Un corps français de débarquement de 700 hommes, commandé par le chevalier du Botderu, capitaine de vaisseau, rendit alors des services efficaces et Pensacola attaqué par mer et par terre par Galvez qui avait le commandement général de l'expédition, se rendait le 9 mai 1781, après 11 jours de tranchées ouvertes et 61 jours depuis le débarquement des alliés dans l'île Sainte rose. Monteil était de retour à La Havane le 28 mai.
Revenons au mémoire visé successivement par deux officiers ayant participé directement aux opérations :
- Paul Guy de Gimel certifie que « monsieur de Greville est un officier rempli de connaissances, très actif et de la meilleure volonté », avant de conclure « Je supplie le marquis de Ségur de lui accorder la grâce demandée » ;
- Nicolas Hyacinthe chevalier du Botderu, en tant que « capitaine des vaisseaux du roy, commandant les troupes françaises au siège de Pensacola, certifie que « monsieur de Greville… s’est conduit avec la plus grande intelligence, zèle et bravoure à la construction et service des batteries et a reçu publiquement les éloges les plus distingués de M. de Galvez » ;
et deux autres officiers, pour confirmation :
- Jean Claude Joachim de Faultrier, en qualité de colonel du régiment de Metz, qui certifie que « M. de Greville [...] a toujours joint à la meilleure conduite autant de zèle que d’activité pour son service qu’il remplit avec distinction, il a donné des preuves si authentiques de ses connaissances au siège de Pensacola par la manière dont il a dirigé et fait servir l'artillerie et s’y est rendu si utile que je le crois véritablement susceptible de la croix de Saint-Louis demande, et je désire sincèrement qu'il l’obtienne. À Metz, le 15 janvier 1782 ».

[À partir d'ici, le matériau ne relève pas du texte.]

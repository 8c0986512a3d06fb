//! Present proof, protocol 3.0.

use std::sync::Arc;
use std::time::Duration;

use async_trait::async_trait;
use didcomm_agent_core::exchange::PRESENTATION;
use didcomm_agent_core::{Attachment, Did, EndpointMessage, Error as CoreError, MessageExchange};
use serde_json::{json, Value};
use tracing::info;

use crate::credential::{self, VC_FORMAT};
use crate::error::{Error, Result};
use crate::protocol::{
    attached_document, complete_if_pending, connection_message, ensure_future, last_of_type,
    AgentContext, Protocol,
};
use crate::wallet::Wallet;

const PROPOSE: &str = "https://didcomm.org/present-proof/3.0/propose-presentation";
const REQUEST: &str = "https://didcomm.org/present-proof/3.0/request-presentation";
const PRESENTATION_TYPE: &str = "https://didcomm.org/present-proof/3.0/presentation";
const ACK: &str = "https://didcomm.org/present-proof/3.0/ack";

/// Messages of the present proof protocol.
#[derive(Debug, Clone, Copy, PartialEq, Eq)]
pub enum PresentProofMessage {
    /// Prover proposes a presentation
    Propose,
    /// Verifier requests a presentation
    Request,
    /// Prover presents
    Presentation,
    /// Verifier acknowledges the presentation
    Ack,
}

impl PresentProofMessage {
    /// Parses a full message type.
    ///
    /// # Errors
    ///
    /// Returns [`CoreError::UnsupportedMessageType`] for other types.
    pub fn from_type(message_type: &str) -> Result<Self> {
        match message_type {
            PROPOSE => Ok(PresentProofMessage::Propose),
            REQUEST => Ok(PresentProofMessage::Request),
            PRESENTATION_TYPE => Ok(PresentProofMessage::Presentation),
            ACK => Ok(PresentProofMessage::Ack),
            other => Err(CoreError::UnsupportedMessageType(other.to_string()).into()),
        }
    }
}

fn credential_type(epm: &EndpointMessage) -> Result<String> {
    epm.message()
        .and_then(|msg| msg.body.get("credential_type"))
        .and_then(Value::as_str)
        .map(ToString::to_string)
        .ok_or_else(|| CoreError::MissingField("credential_type").into())
}

/// Proves possession of stored credentials over an active connection.
#[derive(Debug, Clone)]
pub struct PresentProofProtocol {
    mex: Arc<MessageExchange>,
    ctx: Arc<AgentContext>,
}

impl PresentProofProtocol {
    async fn dispatch(&self, epm: &EndpointMessage) -> Result<()> {
        let con = self.mex.connection()?;
        self.dispatcher()
            .dispatch_encrypted_message(&con, epm, |_| {})
            .await
    }

    /// Starts a child exchange with `epm` and sends it.
    async fn start(&self, epm: EndpointMessage, awaited: &str) -> Result<Self> {
        let wallet = self.wallet()?;
        let cmex = self
            .ctx
            .registry
            .create_exchange(epm.id(), wallet.id(), Some(&self.mex));
        cmex.add_message(epm.clone())?;
        cmex.place_endpoint_message_future(awaited)?;

        let handle = Self::new(cmex, Arc::clone(&self.ctx));
        handle.dispatch(&epm).await?;
        Ok(handle)
    }

    /// Requests a presentation of a `credential_type` credential, as the
    /// verifier.
    ///
    /// # Returns
    ///
    /// A handle bound to the request exchange, with a future placed for the
    /// presentation
    ///
    /// # Errors
    ///
    /// Fails unless the connection is active, or if dispatch fails.
    pub async fn send_presentation_request(
        &self,
        credential_type: &str,
        goal_code: Option<&str>,
    ) -> Result<Self> {
        let con = self.mex.connection()?;
        con.read().check_active()?;
        let msg = connection_message(
            &con,
            REQUEST,
            None,
            json!({
                "goal_code": goal_code,
                "will_confirm": true,
                "credential_type": credential_type,
            }),
        )?;
        let epm = EndpointMessage::builder(msg).outbound().build()?;
        self.start(epm, PRESENTATION_TYPE).await
    }

    /// Proposes to present a `credential_type` credential, as the prover.
    ///
    /// # Errors
    ///
    /// Fails unless the connection is active, or if dispatch fails.
    pub async fn send_presentation_proposal(&self, credential_type: &str) -> Result<Self> {
        let con = self.mex.connection()?;
        con.read().check_active()?;
        let msg = connection_message(
            &con,
            PROPOSE,
            None,
            json!({ "credential_type": credential_type }),
        )?;
        let epm = EndpointMessage::builder(msg).outbound().build()?;
        self.start(epm, ACK).await
    }

    async fn receive_proposal(&self, to: &Arc<Wallet>) -> Result<()> {
        let epm = self.mex.last()?;
        epm.check_message_type(PROPOSE)?;
        self.mex.connection()?.read().check_active()?;
        let typ = credential_type(&epm)?;
        info!(wallet = %to.name(), credential_type = %typ, "Presentation proposed");

        if epm.auto_accept() {
            self.send_request_for_proposal().await?;
        }
        Ok(())
    }

    /// Requests the presentation proposed on the bound exchange, as the
    /// verifier.
    ///
    /// # Errors
    ///
    /// Fails if the exchange holds no proposal, or if dispatch fails.
    pub async fn send_request_for_proposal(&self) -> Result<()> {
        let proposal = last_of_type(&self.mex, PROPOSE, "presentation proposal")?;
        let typ = credential_type(&proposal)?;
        let con = self.mex.connection()?;
        let msg = connection_message(
            &con,
            REQUEST,
            Some(self.mex.thread_id()),
            json!({ "will_confirm": true, "credential_type": typ }),
        )?;
        let request = EndpointMessage::builder(msg).outbound().build()?;
        self.mex.add_message(request.clone())?;
        ensure_future(&self.mex, PRESENTATION_TYPE)?;
        self.dispatch(&request).await
    }

    async fn receive_request(&self, to: &Arc<Wallet>) -> Result<()> {
        let epm = self.mex.last()?;
        epm.check_message_type(REQUEST)?;
        self.mex.connection()?.read().check_active()?;
        info!(wallet = %to.name(), mex = %self.mex.short_string(), "Presentation requested");
        if epm.auto_accept() {
            self.send_presentation().await?;
        }
        Ok(())
    }

    /// Presents the holder's stored credential of the requested type, as
    /// the prover.
    ///
    /// # Errors
    ///
    /// Returns [`Error::Credential`] if the wallet holds no such credential
    /// about its DID on this connection, or the signing or dispatch error.
    pub async fn send_presentation(&self) -> Result<()> {
        let request = last_of_type(&self.mex, REQUEST, "presentation request")?;
        let typ = credential_type(&request)?;
        let con = self.mex.connection()?;
        let (my_did, my_verkey) = {
            let con = con.read();
            (con.my_did.clone(), con.my_verkey().to_string())
        };
        let my_uri = my_did.uri();

        let wallet = self.wallet()?;
        let vc = wallet
            .find_credentials_by_type(&typ)
            .into_iter()
            .rev()
            .find(|vc| credential::subject_id(vc) == Some(my_uri.as_str()))
            .ok_or_else(|| Error::Credential(format!("No {typ} credential for {my_uri}")))?;
        let vp = credential::unsigned_presentation(&my_did, vec![vc]);
        let vp = credential::sign(vp, self.ctx.plugin.signer(), &my_verkey).await?;

        let msg = connection_message(&con, PRESENTATION_TYPE, Some(self.mex.thread_id()), json!({}))?
            .attachments(vec![Attachment::json(VC_FORMAT, vp)]);
        let epm = EndpointMessage::builder(msg).outbound().build()?;
        self.mex.add_message(epm.clone())?;
        ensure_future(&self.mex, ACK)?;
        self.dispatch(&epm).await
    }

    async fn receive_presentation(&self, to: &Arc<Wallet>) -> Result<()> {
        let epm = self.mex.last()?;
        epm.check_message_type(PRESENTATION_TYPE)?;
        let vp = attached_document(&epm, VC_FORMAT)?;
        let signer = self.ctx.plugin.signer();

        let holder = {
            let con = self.mex.connection()?;
            let con = con.read();
            if credential::signing_key(&vp) != Some(con.their_verkey()?) {
                return Err(Error::violation("Presentation is not signed by the prover"));
            }
            let holder = con.their_did.as_ref().map(Did::uri);
            holder
        };
        credential::verify(&vp, signer).await?;
        if vp.get("holder").and_then(Value::as_str) != holder.as_deref() {
            return Err(Error::violation("Presentation holder is not the prover"));
        }
        let vcs = credential::presented_credentials(&vp);
        if vcs.is_empty() {
            return Err(Error::Credential("Presentation holds no credential".into()));
        }
        for vc in vcs {
            credential::verify(vc, signer).await?;
            if credential::subject_id(vc) != holder.as_deref() {
                return Err(Error::violation("Presented credential is not about the prover"));
            }
        }
        info!(wallet = %to.name(), mex = %self.mex.short_string(), "Presentation verified");

        self.mex.put_attachment(PRESENTATION, vp.clone());
        to.add_presentation(vp);
        complete_if_pending(&self.mex, PRESENTATION_TYPE, epm)?;

        let con = self.mex.connection()?;
        let msg = connection_message(
            &con,
            ACK,
            Some(self.mex.thread_id()),
            json!({ "status": "OK" }),
        )?;
        let ack = EndpointMessage::builder(msg).outbound().build()?;
        self.mex.add_message(ack.clone())?;
        self.dispatch(&ack).await
    }

    /// Waits for the presentation, as the verifier.
    ///
    /// # Returns
    ///
    /// The verified presentation
    ///
    /// # Errors
    ///
    /// Returns a timeout error if no presentation arrives in time.
    pub async fn await_presentation(&self, timeout: Duration) -> Result<Value> {
        let epm = self
            .mex
            .await_endpoint_message(PRESENTATION_TYPE, timeout)
            .await?;
        attached_document(&epm, VC_FORMAT)
    }

    async fn receive_ack(&self) -> Result<()> {
        let epm = self.mex.last()?;
        epm.check_message_type(ACK)?;
        complete_if_pending(&self.mex, ACK, epm)
    }

    /// Waits for the verifier's acknowledgement, as the prover.
    ///
    /// # Errors
    ///
    /// Returns a timeout error if no acknowledgement arrives in time.
    pub async fn await_presentation_ack(&self, timeout: Duration) -> Result<EndpointMessage> {
        Ok(self.mex.await_endpoint_message(ACK, timeout).await?)
    }

    /// The presentation verified on the bound exchange, if any.
    #[must_use]
    pub fn presentation(&self) -> Option<Value> {
        self.mex.attachment(PRESENTATION)
    }
}

#[async_trait]
impl Protocol for PresentProofProtocol {
    const PROTOCOL_URI: &'static str = "https://didcomm.org/present-proof/3.0";

    fn new(mex: Arc<MessageExchange>, ctx: Arc<AgentContext>) -> Self {
        Self { mex, ctx }
    }

    fn mex(&self) -> &Arc<MessageExchange> {
        &self.mex
    }

    fn ctx(&self) -> &Arc<AgentContext> {
        &self.ctx
    }

    async fn invoke_method(&self, to: &Arc<Wallet>, message_type: &str) -> Result<()> {
        match PresentProofMessage::from_type(message_type)? {
            PresentProofMessage::Propose => self.receive_proposal(to).await,
            PresentProofMessage::Request => self.receive_request(to).await,
            PresentProofMessage::Presentation => self.receive_presentation(to).await,
            PresentProofMessage::Ack => self.receive_ack().await,
        }
    }
}

#[cfg(test)]
mod tests {
    use super::*;
    use pretty_assertions::assert_eq;

    #[test]
    fn test_credential_type_from_body() {
        let msg = didcomm_agent_core::Message::new(
            REQUEST,
            json!({ "credential_type": "UniversityTranscript" }),
        );
        let epm = EndpointMessage::builder(msg).build().unwrap();
        assert_eq!(credential_type(&epm).unwrap(), "UniversityTranscript");

        let msg = didcomm_agent_core::Message::new(REQUEST, json!({}));
        let epm = EndpointMessage::builder(msg).build().unwrap();
        assert!(matches!(
            credential_type(&epm),
            Err(Error::Core(CoreError::MissingField("credential_type")))
        ));
    }

    #[test]
    fn test_message_types() {
        assert_eq!(
            PresentProofMessage::from_type(PRESENTATION_TYPE).unwrap(),
            PresentProofMessage::Presentation
        );
        assert!(PresentProofMessage::from_type(
            "https://didcomm.org/issue-credential/3.0/ack"
        )
        .is_err());
    }
}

- Le chevalier de Saint Mars qui « ne connaissant point M. Dusaussay de Greville [ne peut] que mettre [son] vu bon sur les noms des trois officiers supérieurs sus-signés ».
la croix de Saint Louis |
Quel fut le sort de ce document qui ne porte aucune référence des services du secrétariat à la Guerre ? Apparemment il resta sans effet immédiat puisque Dusaussay de Greville ne reçut la croix de Saint Louis qu’en 1787 ainsi que le mentionne sa notice du Dictionnaire des officiers de l’armée royale de Bodinier. il devait ensuite démissionner de l’armée le 30 juillet 1792, avant de mourir à Greville le 20 juillet 1810.
En conclusion, ce « mémoire » reste un témoignage émouvant dans sa forme et son contenu, d’une action certes « périphérique » de la guerre d’indépendance, mais justement célébrée, tant du côté américain car elle empêchait les Britanniques de les encercler par le sud et laissait ouvert un corridor d’approvisionnement, que par l’allié espagnol dans cette partie du continent américain à laquelle il s’intéressait tout particulièrement. Galvez mourut en 1786 et Pensacola est aujourd’hui une base militaire où s'entraînent, entre autres, les Blue Angels, escadron de démonstration et ambassadeur de l’US Navy et du corps des Marines.